ARTICLE BY JOE GOULD | defensenews.com

A formation of F-35A Lightning IIs, from the 388th and 419th Fighter Wings, fly over the Utah Test and Training Range as part of a combat power exercise on Nov. 19, 2018. (U.S. Air Force photo by Staff Sgt. Andrew Lee)
A formation of F-35A Lightning IIs, from the 388th and 419th Fighter Wings, fly over the Utah Test and Training Range as part of a combat power exercise on Nov. 19, 2018. (U.S. Air Force photo by Staff Sgt. Andrew Lee)

WASHINGTON ― Lawmakers involved in annual defense authorization negotiations finalized a sweeping deal late Monday that creates a new Space Force among other policies, but it dropped contentious border wall restrictions and several other provisions favored by progressives.

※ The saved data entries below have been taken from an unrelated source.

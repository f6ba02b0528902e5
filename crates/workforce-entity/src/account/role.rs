//! Account role enumeration.

use serde::{Deserialize, Serialize};
use std::fmt;
use std::str::FromStr;

/// Roles recognised by the authorization gate.
#[derive(Debug, Clone, Copy, PartialEq, Eq, Hash, Serialize, Deserialize, sqlx::Type)]
#[sqlx(type_name = "account_role", rename_all = "lowercase")]
#[serde(rename_all = "lowercase")]
pub enum Role {
    /// Manages departments, employees, salaries, and decides leave.
    Admin,
    /// Files leave and views their own records.
    Employee,
}

impl Role {
    /// Check if this role is an admin.
    pub fn is_admin(&self) -> bool {
        matches!(self, Self::Admin)
    }

    /// Return the role as a lowercase string.
    pub fn as_str(&self) -> &'static str {
        match self {
            Self::Admin => "admin",
            Self::Employee => "employee",
        }
    }
}

impl fmt::Display for Role {
    fn fmt(&self, f: &mut fmt::Formatter<'_>) -> fmt::Result {
        write!(f, "{}", self.as_str())
    }
}

impl FromStr for Role {
    type Err = workforce_core::AppError;

    fn from_str(s: &str) -> Result<Self, Self::Err> {
        match s.trim().to_lowercase().as_str() {
            "admin" => Ok(Self::Admin),
            "employee" => Ok(Self::Employee),
            _ => Err(workforce_core::AppError::validation(format!(
                "Invalid role: '{s}'. Expected one of: admin, employee"
            ))),
        }
    }
}

#[cfg(test)]
mod tests {
    use super::*;

    #[test]
    fn test_from_str() {
        assert_eq!("admin".parse::<Role>().unwrap(), Role::Admin);
        assert_eq!("Employee".parse::<Role>().unwrap(), Role::Employee);
        assert!("manager".parse::<Role>().is_err());
    }

    #[test]
    fn test_serde_lowercase() {
        assert_eq!(serde_json::to_string(&Role::Admin).unwrap(), "\"admin\"");
    }
}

The 3,488-page compromise bill, which supports $738 billion in defense spending for 2020, left out limits on the border wall, low-yield nuclear weapons and the president’s authorization to wage war on Iran. However, Democratic leaders did win ― in exchange for the Space Force ― an agreement for 12 weeks of paid parental leave to millions of federal workers, which could give some House Democrats otherwise opposed to the large defense bill a reason to vote for it.

The agreement caps months of negotiations made unusually complex because Democrats control the House and Republicans the Senate. The House is expected to vote as soon as Wednesday, as Congress has only a few days to pass the bill before the House’s Christmas recess begins Thursday afternoon. President Donald Trump is expected to sign the bill into law.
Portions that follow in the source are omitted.